WHAT THE EXERCISE ASKS —
Return all lines from the entries below in which the word "ServiceOrder" is present.

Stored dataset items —
- Opening Delimiter -

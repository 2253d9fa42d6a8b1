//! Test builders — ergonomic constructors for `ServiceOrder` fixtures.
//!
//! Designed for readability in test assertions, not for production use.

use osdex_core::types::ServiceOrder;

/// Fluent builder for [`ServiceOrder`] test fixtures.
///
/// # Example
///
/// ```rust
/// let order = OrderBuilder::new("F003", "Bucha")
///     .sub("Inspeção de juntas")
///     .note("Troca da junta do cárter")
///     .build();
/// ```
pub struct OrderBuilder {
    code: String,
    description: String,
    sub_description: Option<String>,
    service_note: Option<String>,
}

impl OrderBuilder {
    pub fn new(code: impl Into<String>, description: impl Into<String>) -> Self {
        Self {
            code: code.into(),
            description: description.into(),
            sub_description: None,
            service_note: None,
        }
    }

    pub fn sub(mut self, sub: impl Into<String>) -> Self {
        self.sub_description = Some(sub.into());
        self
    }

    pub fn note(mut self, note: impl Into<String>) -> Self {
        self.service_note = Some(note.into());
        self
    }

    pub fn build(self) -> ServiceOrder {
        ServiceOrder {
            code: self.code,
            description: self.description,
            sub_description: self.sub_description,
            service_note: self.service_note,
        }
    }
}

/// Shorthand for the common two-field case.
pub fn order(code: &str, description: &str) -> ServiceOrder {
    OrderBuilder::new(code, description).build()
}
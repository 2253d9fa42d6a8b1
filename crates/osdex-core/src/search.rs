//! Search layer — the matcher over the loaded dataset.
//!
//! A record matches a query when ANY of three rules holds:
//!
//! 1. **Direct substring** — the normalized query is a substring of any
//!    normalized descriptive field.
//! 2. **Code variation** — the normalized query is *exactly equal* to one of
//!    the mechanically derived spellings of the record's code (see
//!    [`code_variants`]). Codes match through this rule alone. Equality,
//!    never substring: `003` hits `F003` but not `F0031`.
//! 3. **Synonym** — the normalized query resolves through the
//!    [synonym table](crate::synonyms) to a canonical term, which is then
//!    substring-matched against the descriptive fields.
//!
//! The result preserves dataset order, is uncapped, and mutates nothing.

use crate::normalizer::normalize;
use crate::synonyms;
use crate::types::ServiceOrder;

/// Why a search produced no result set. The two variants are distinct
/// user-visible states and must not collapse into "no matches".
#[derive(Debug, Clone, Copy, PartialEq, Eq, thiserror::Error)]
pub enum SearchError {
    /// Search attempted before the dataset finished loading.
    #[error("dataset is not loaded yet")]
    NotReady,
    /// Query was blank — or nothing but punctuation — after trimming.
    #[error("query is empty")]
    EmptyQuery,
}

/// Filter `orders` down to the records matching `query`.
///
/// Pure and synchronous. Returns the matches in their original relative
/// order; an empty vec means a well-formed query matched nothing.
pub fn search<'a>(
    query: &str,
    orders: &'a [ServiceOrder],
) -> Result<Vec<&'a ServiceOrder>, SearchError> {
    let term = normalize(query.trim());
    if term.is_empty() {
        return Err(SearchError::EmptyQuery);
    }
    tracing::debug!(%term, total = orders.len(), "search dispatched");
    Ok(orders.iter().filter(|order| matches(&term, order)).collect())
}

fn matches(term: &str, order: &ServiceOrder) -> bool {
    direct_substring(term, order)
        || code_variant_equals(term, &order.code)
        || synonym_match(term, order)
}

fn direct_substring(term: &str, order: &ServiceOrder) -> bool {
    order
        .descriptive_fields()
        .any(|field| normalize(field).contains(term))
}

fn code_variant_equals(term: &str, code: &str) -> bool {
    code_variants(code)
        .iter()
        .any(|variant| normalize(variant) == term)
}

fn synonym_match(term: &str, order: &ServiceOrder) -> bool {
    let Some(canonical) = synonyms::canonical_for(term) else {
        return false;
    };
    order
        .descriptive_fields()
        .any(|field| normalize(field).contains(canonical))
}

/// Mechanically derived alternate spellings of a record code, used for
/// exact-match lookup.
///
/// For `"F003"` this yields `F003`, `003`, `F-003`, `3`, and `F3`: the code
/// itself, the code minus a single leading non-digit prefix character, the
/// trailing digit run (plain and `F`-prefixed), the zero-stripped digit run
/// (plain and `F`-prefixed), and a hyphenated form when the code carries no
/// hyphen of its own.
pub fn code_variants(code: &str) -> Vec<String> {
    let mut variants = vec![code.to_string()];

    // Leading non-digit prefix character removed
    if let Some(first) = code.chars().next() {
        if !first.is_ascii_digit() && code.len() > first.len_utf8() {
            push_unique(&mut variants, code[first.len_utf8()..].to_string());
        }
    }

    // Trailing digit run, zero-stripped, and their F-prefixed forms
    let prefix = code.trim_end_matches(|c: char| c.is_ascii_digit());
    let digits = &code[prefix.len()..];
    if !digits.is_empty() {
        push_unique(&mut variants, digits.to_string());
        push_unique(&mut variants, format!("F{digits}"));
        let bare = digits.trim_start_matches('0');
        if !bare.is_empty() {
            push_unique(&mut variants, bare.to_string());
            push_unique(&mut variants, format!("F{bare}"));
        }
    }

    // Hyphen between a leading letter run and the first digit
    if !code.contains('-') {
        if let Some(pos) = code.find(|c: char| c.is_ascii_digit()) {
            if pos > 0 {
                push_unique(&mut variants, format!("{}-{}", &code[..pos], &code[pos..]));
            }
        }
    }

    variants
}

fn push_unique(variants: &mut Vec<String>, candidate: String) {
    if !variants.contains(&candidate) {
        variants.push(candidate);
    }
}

- Closing Delimiter -

FINAL ANSWER —
//! Test builders — ergonomic constructors for `ServiceOrder` fixtures.
use osdex_core::types::ServiceOrder;
/// Fluent builder for [`ServiceOrder`] test fixtures.
    pub fn build(self) -> ServiceOrder {
        ServiceOrder {
pub fn order(code: &str, description: &str) -> ServiceOrder {
use crate::types::ServiceOrder;
    orders: &'a [ServiceOrder],
) -> Result<Vec<&'a ServiceOrder>, SearchError> {
fn matches(term: &str, order: &ServiceOrder) -> bool {
fn direct_substring(term: &str, order: &ServiceOrder) -> bool {
fn synonym_match(term: &str, order: &ServiceOrder) -> bool {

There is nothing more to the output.